New Orleans marked Katrina's 20th anniversary with solemn memorials, uplifting music and a parade honoring the dead, the displaced and survivors who rebuilt. Dignitaries and longtime residents gathered under gray skies at a cemetery where dozens who perished were never identified or claimed. A coroner's office worker opens the cemetery gate annually and maintains the grass to keep victims' memory alive. Katrina made landfall Aug. 29, 2005, as a Category 3 hurricane, killing nearly 1,400 people across five states and causing an estimated $200 billion in damage. Failure of the federal levee system inundated about 80% of New Orleans, forcing rooftop rescues and prolonged drainage, and crowding the under-provisioned Superdome. In the Lower Ninth Ward, children sang of sorrow, survival and perseverance; the storm remains the costliest U.S. hurricane on record.

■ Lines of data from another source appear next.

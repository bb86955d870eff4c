//! Source-side export
//!
//! Makes sure the export account and its directory object exist on the
//! source database, runs the schema export and checks that the dump file
//! landed in the workspace.

use anyhow::{Context, Result};
use oradock_core::domain::export::{EXPORT_DIRECTORY_OBJECT, ExportRequest};
use oradock_core::sql::{export_account_statements, user_exists_query};
use std::path::PathBuf;

use crate::context::RunContext;

/// Creates the export account when it is missing
///
/// Returns `true` when the account was created by this call.
pub async fn ensure_export_account(ctx: &RunContext) -> Result<bool> {
    let account = &ctx.config.export_account;

    let count = ctx
        .sql
        .query_count(&user_exists_query(&account.username))
        .await
        .context("Failed to check for the export account")?;

    if count > 0 {
        ctx.journal
            .info(format!("Export account {} already exists", account.username));
        return Ok(false);
    }

    ctx.journal.info(format!(
        "Creating export account {} with directory {}",
        account.username, EXPORT_DIRECTORY_OBJECT
    ));
    let statements =
        export_account_statements(account, EXPORT_DIRECTORY_OBJECT, &ctx.layout.dump_dir());
    ctx.sql
        .execute(&statements)
        .await
        .context("Failed to create the export account")?;

    Ok(true)
}

/// Exports the configured schemas and returns the dump file path
pub async fn export_schemas(ctx: &RunContext) -> Result<PathBuf> {
    let request = ExportRequest::from_config(&ctx.config);
    ctx.journal
        .info(format!("Exporting schemas: {}", request.schemas));

    let output = ctx.pump.export(&request).await?;
    if !output.stderr.trim().is_empty() {
        ctx.journal.debug(format!("expdp stderr:\n{}", output.stderr.trim()));
    }

    let dump_file = ctx.layout.dump_file();
    if !dump_file.is_file() {
        let message = format!(
            "Dump file not found after export: {} (see {})",
            dump_file.display(),
            ctx.layout.dump_dir().join(&request.log_file).display()
        );
        ctx.journal.error(&message);
        anyhow::bail!(message);
    }

    ctx.journal
        .info(format!("Export written to {}", dump_file.display()));
    Ok(dump_file)
}

#[cfg(test)]
mod tests {
    use super::*;
    use crate::testing::{FakeEngine, FakeSql, config, context};
    use std::sync::Arc;

    #[tokio::test]
    async fn test_existing_account_is_left_alone() {
        let dir = tempfile::tempdir().unwrap();
        let sql = Arc::new(FakeSql::with_user_count(1));
        let (ctx, _) = context(config(dir.path()), Arc::new(FakeEngine::default()), sql.clone(), true);

        assert!(!ensure_export_account(&ctx).await.unwrap());
        assert!(sql.executed().is_empty());
        assert_eq!(
            sql.queries.lock().unwrap().as_slice(),
            ["SELECT COUNT(*) FROM dba_users WHERE username = 'ORADOCK_EXP';"]
        );
    }

    #[tokio::test]
    async fn test_missing_account_is_created() {
        let dir = tempfile::tempdir().unwrap();
        let sql = Arc::new(FakeSql::with_user_count(0));
        let (ctx, _) = context(config(dir.path()), Arc::new(FakeEngine::default()), sql.clone(), true);

        assert!(ensure_export_account(&ctx).await.unwrap());

        let executed = sql.executed();
        assert_eq!(executed.len(), 5);
        assert!(executed[0].starts_with("CREATE USER ORADOCK_EXP"));
        assert!(executed[3].starts_with("CREATE OR REPLACE DIRECTORY ORADOCK_EXPORT_DIR AS '"));
        assert!(executed[3].ends_with("/dump';"));
    }

    #[tokio::test]
    async fn test_directory_object_path_is_absolute() {
        let sql = Arc::new(FakeSql::with_user_count(0));
        let (ctx, _) = context(
            config(std::path::Path::new("./migrate")),
            Arc::new(FakeEngine::default()),
            sql.clone(),
            true,
        );

        ensure_export_account(&ctx).await.unwrap();

        let dump_dir = std::env::current_dir().unwrap().join("migrate").join("dump");
        let expected = format!(
            "CREATE OR REPLACE DIRECTORY ORADOCK_EXPORT_DIR AS '{}';",
            oradock_core::layout::to_db_path(&dump_dir)
        );
        assert_eq!(sql.executed()[3], expected);
    }

    #[tokio::test]
    async fn test_export_returns_dump_path() {
        let dir = tempfile::tempdir().unwrap();
        let (ctx, pump) = context(
            config(dir.path()),
            Arc::new(FakeEngine::default()),
            Arc::new(FakeSql::with_user_count(1)),
            true,
        );

        let dump = export_schemas(&ctx).await.unwrap();

        assert_eq!(dump, ctx.layout.dump_file());
        let requests = pump.requests.lock().unwrap();
        assert_eq!(requests.len(), 1);
        assert!(requests[0].contains("SCHEMAS=HR"));
    }

    #[tokio::test]
    async fn test_missing_dump_aborts() {
        let dir = tempfile::tempdir().unwrap();
        let (ctx, _) = context(
            config(dir.path()),
            Arc::new(FakeEngine::default()),
            Arc::new(FakeSql::with_user_count(1)),
            false,
        );
        ctx.layout.ensure_dirs().unwrap();
        ctx.journal.attach().unwrap();

        let err = export_schemas(&ctx).await.unwrap_err();

        assert!(err.to_string().contains("Dump file not found"));
        let journal = std::fs::read_to_string(ctx.layout.journal_file()).unwrap();
        assert!(journal.contains("Dump file not found after export"));
    }
}
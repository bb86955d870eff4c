//! Container domain types
//!
//! Describes the image build and the container launch as plain data, and
//! renders each into container-engine arguments. Works for both `docker` and
//! `podman`, which accept the same flags for these operations.

use std::path::PathBuf;

use crate::config::{ResetScope, RunConfig};
use crate::error::ConfigError;
use crate::template::ArtifactKind;

/// Label key carrying the run namespace on every image and container we create
pub const NAMESPACE_LABEL: &str = "oradock.namespace";

/// Database listener port inside the container
pub const ORACLE_LISTENER_PORT: u16 = 1521;

/// Which resources a list operation should return
#[derive(Debug, Clone, PartialEq, Eq)]
pub enum ResourceFilter {
    /// Everything on the host
    All,
    /// Resources labelled `oradock.namespace=<value>`
    Namespace(String),
}

impl ResourceFilter {
    /// Filter matching the configured reset scope
    pub fn for_reset(scope: ResetScope, namespace: &str) -> Self {
        match scope {
            ResetScope::Namespace => ResourceFilter::Namespace(namespace.to_string()),
            ResetScope::Host => ResourceFilter::All,
        }
    }

    /// `--filter` arguments for `ps` / `images`
    pub fn to_args(&self) -> Vec<String> {
        match self {
            ResourceFilter::All => Vec::new(),
            ResourceFilter::Namespace(ns) => {
                vec!["--filter".to_string(), format!("label={}={}", NAMESPACE_LABEL, ns)]
            }
        }
    }
}

/// Image build request
#[derive(Debug, Clone, PartialEq, Eq)]
pub struct ImageBuild {
    pub tag: String,
    pub build_file: PathBuf,
    /// Build context; the workspace root, so the dump and scripts are included
    pub context_dir: PathBuf,
    pub labels: Vec<(String, String)>,
}

impl ImageBuild {
    pub fn from_config(config: &RunConfig) -> Self {
        Self {
            tag: config.image_tag.clone(),
            build_file: config.output_dir.join(ArtifactKind::BuildSpec.file_name()),
            context_dir: config.output_dir.clone(),
            labels: vec![(NAMESPACE_LABEL.to_string(), config.namespace.clone())],
        }
    }

    /// Arguments after the engine executable
    pub fn to_args(&self) -> Vec<String> {
        let mut args = vec![
            "build".to_string(),
            "-t".to_string(),
            self.tag.clone(),
            "-f".to_string(),
            self.build_file.to_string_lossy().to_string(),
        ];
        for (key, value) in &self.labels {
            args.push("--label".to_string());
            args.push(format!("{}={}", key, value));
        }
        args.push(self.context_dir.to_string_lossy().to_string());
        args
    }
}

/// Container launch request
#[derive(Debug, Clone, PartialEq, Eq)]
pub struct ContainerSpec {
    pub name: String,
    pub image: String,
    pub host_port: u16,
    pub container_port: u16,
    pub env: Vec<(String, String)>,
    pub labels: Vec<(String, String)>,
}

impl ContainerSpec {
    /// Detached database container with remote access enabled and the
    /// configured locale
    pub fn from_config(config: &RunConfig) -> Result<Self, ConfigError> {
        Ok(Self {
            name: config.container_name.clone(),
            image: config.image_tag.clone(),
            host_port: config.host_port()?,
            container_port: ORACLE_LISTENER_PORT,
            env: vec![
                ("ORACLE_ALLOW_REMOTE".to_string(), "true".to_string()),
                ("NLS_LANG".to_string(), config.locale.clone()),
            ],
            labels: vec![(NAMESPACE_LABEL.to_string(), config.namespace.clone())],
        })
    }

    /// Arguments after the engine executable
    pub fn to_args(&self) -> Vec<String> {
        let mut args = vec![
            "run".to_string(),
            "-d".to_string(),
            "--name".to_string(),
            self.name.clone(),
            "-p".to_string(),
            format!("{}:{}", self.host_port, self.container_port),
        ];
        for (key, value) in &self.labels {
            args.push("--label".to_string());
            args.push(format!("{}={}", key, value));
        }
        for (key, value) in &self.env {
            args.push("-e".to_string());
            args.push(format!("{}={}", key, value));
        }
        args.push(self.image.clone());
        args
    }
}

Dignitaries and longtime residents gathered under gray skies at the memorial to Katrina's victims in a New Orleans cemetery where dozens who perished in the storm but were never identified or claimed are interred. "We do everything to keep the memory of these people alive," said Orrin Duncan, who worked for the coroner when Katrina hit. He comes to the memorial every year, opening the cemetery gate and making sure the grass is cut.
A Category 3 hurricane when it made landfall in Louisiana on Aug. 29, 2005, Katrina inflicted staggering destruction. The storm killed nearly 1,400 people across five states and racked up an estimated $200 billion in damage, flattening homes on the coast and sending ruinous flooding into low-lying neighborhoods. Two decades later, it remains the costliest U.S. hurricane on record, according to the National Oceanic and Atmospheric Administration.

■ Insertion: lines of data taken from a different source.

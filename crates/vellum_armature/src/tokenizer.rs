//! Tag scanner.
//!
//! Finds opening, closing and self-closing tags with a forward-only cursor.
//! Everything between tags is skipped; this is not an HTML tokenizer and does
//! not produce text, entity or interpolation tokens.

use memchr::{memchr, memmem};
use vellum_carton::SourceRange;

/// Kind of a scanned tag.
#[derive(Debug, Clone, Copy, PartialEq, Eq)]
pub enum TagKind {
    /// `<name ...>`
    Start,
    /// `<name ... />`
    SelfClosing,
    /// `</name>`
    End,
}

/// A tag found by the [`Tokenizer`].
#[derive(Debug, Clone, Copy, PartialEq, Eq)]
pub struct Tag<'a> {
    pub kind: TagKind,
    pub name: &'a str,
    /// The whole tag, `<` through `>`.
    pub span: SourceRange,
    /// The raw attribute text between the tag name and the closing `>` (or
    /// `/>`). Empty for end tags.
    pub attrs: SourceRange,
}

#[inline]
fn is_tag_name_byte(c: u8) -> bool {
    c.is_ascii_alphanumeric() || c == b'-'
}

/// Forward-only tag scanner over one source text.
pub struct Tokenizer<'a> {
    source: &'a str,
    pos: usize,
}

impl<'a> Tokenizer<'a> {
    pub fn new(source: &'a str) -> Self {
        Self { source, pos: 0 }
    }

    /// Scan forward to the next tag.
    pub fn next_tag(&mut self) -> Option<Tag<'a>> {
        let bytes = self.source.as_bytes();

        while self.pos < bytes.len() {
            let lt = self.pos + memchr(b'<', &bytes[self.pos..])?;

            if bytes[lt..].starts_with(b"<!--") {
                self.pos = memmem::find(&bytes[lt + 4..], b"-->")
                    .map_or(bytes.len(), |i| lt + 4 + i + 3);
                continue;
            }

            let tag = if bytes.get(lt + 1) == Some(&b'/') {
                self.scan_end_tag(lt)
            } else {
                self.scan_start_tag(lt)
            };

            match tag {
                Some(tag) => {
                    self.pos = tag.span.end as usize;
                    return Some(tag);
                }
                None => self.pos = lt + 1,
            }
        }

        None
    }

    /// Move the cursor to the `</name` that closes a raw-text element, so
    /// that nothing inside it is scanned as markup. Without a closing tag the
    /// rest of the text is raw.
    pub fn skip_raw_text(&mut self, name: &str) {
        let bytes = self.source.as_bytes();
        let name = name.as_bytes();
        let mut from = self.pos;

        while let Some(i) = memmem::find(&bytes[from..], b"</") {
            let lt = from + i;
            let name_start = lt + 2;
            let name_end = name_start + name.len();
            let matches = bytes
                .get(name_start..name_end)
                .is_some_and(|n| n.eq_ignore_ascii_case(name))
                && !bytes.get(name_end).copied().is_some_and(is_tag_name_byte);
            if matches {
                self.pos = lt;
                return;
            }
            from = lt + 2;
        }

        self.pos = bytes.len();
    }

    fn scan_end_tag(&self, lt: usize) -> Option<Tag<'a>> {
        let bytes = self.source.as_bytes();
        let name_start = lt + 2;
        let name_end = name_start
            + bytes[name_start..]
                .iter()
                .take_while(|&&c| is_tag_name_byte(c))
                .count();
        let gt = name_end
            + bytes[name_end..]
                .iter()
                .take_while(|c| c.is_ascii_whitespace())
                .count();

        if bytes.get(gt) != Some(&b'>') {
            return None;
        }

        Some(Tag {
            kind: TagKind::End,
            name: &self.source[name_start..name_end],
            span: SourceRange::new(lt as u32, gt as u32 + 1),
            attrs: SourceRange::empty(name_end as u32),
        })
    }

    fn scan_start_tag(&self, lt: usize) -> Option<Tag<'a>> {
        let bytes = self.source.as_bytes();
        let name_start = lt + 1;
        let name_end = name_start
            + bytes[name_start..]
                .iter()
                .take_while(|&&c| is_tag_name_byte(c))
                .count();

        if name_end == name_start {
            return None;
        }
        match bytes.get(name_end) {
            Some(c) if c.is_ascii_whitespace() || *c == b'>' || *c == b'/' => {}
            _ => return None,
        }

        let gt = find_tag_close(bytes, name_end)?;

        // `/` right before `>` (ignoring whitespace) marks a self-closing tag
        let inner_end = name_end
            + self.source[name_end..gt]
                .trim_end_matches(|c: char| c.is_ascii_whitespace())
                .len();
        let self_closing = inner_end > name_end && bytes[inner_end - 1] == b'/';
        let attrs_end = if self_closing { inner_end - 1 } else { inner_end };

        Some(Tag {
            kind: if self_closing {
                TagKind::SelfClosing
            } else {
                TagKind::Start
            },
            name: &self.source[name_start..name_end],
            span: SourceRange::new(lt as u32, gt as u32 + 1),
            attrs: SourceRange::new(name_end as u32, attrs_end as u32),
        })
    }
}

/// Find the `>` closing a start tag. A quote that directly follows `=`
/// (whitespace allowed between) opens an attribute value; `>` inside it does
/// not end the tag.
fn find_tag_close(bytes: &[u8], from: usize) -> Option<usize> {
    let mut i = from;
    let mut after_eq = false;

    while i < bytes.len() {
        let c = bytes[i];
        match c {
            b'>' => return Some(i),
            b'=' => after_eq = true,
            b'"' | b'\'' if after_eq => {
                i += 1 + memchr(c, &bytes[i + 1..])?;
                after_eq = false;
            }
            c if c.is_ascii_whitespace() => {}
            _ => after_eq = false,
        }
        i += 1;
    }

    None
}
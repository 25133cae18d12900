//! # vellum_armature
//!
//! Armature - The structural parser for Vellum.
//!
//! ## Name Origin
//!
//! An **armature** is the wire skeleton a sculptor builds before adding clay.
//! `vellum_armature` builds the skeleton of a single-file component: which
//! tags exist, where their opening tags sit, and where their content starts
//! and ends. It knows nothing about what a `<template>` or a `<script>` means.
//!
//! ## Guarantees
//!
//! - One forward pass; the cursor never moves backwards.
//! - Every offset points into the source text.
//! - Never fails: malformed markup produces a best-effort tree.
//!
//! ## Example
//!
//! ```
//! let source = r#"<template><div ref="box"></div></template>"#;
//! let tree = vellum_armature::parse(source);
//!
//! let template = tree.first_by_tag_name(tree.root(), "template").unwrap();
//! let div = tree.children(template).next().unwrap();
//! assert_eq!(tree[div].name, "div");
//! assert_eq!(tree[div].attribute("ref").and_then(|a| a.value.as_deref()), Some("box"));
//! ```

mod attributes;
mod parser;
mod region;
mod tokenizer;

pub use attributes::parse_attributes;
pub use parser::{parse, parse_with_options, Parser, ParserOptions};
pub use region::{Attribute, Descendants, RegionId, RegionNode, RegionTree, DOCUMENT_NAME};
pub use tokenizer::{Tag, TagKind, Tokenizer};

In New Orleans' Lower Ninth Ward, a predominantly Black community devastated by flooding when parts of the protective levee collapsed, hundreds watched Friday as an ensemble of white-clad children atop the levee wall sang a song of the sorrow and survival. "We are the children of the ones who did not die," they sang. "We are the children of the people who could fly. And we are the children of the ones who persevered."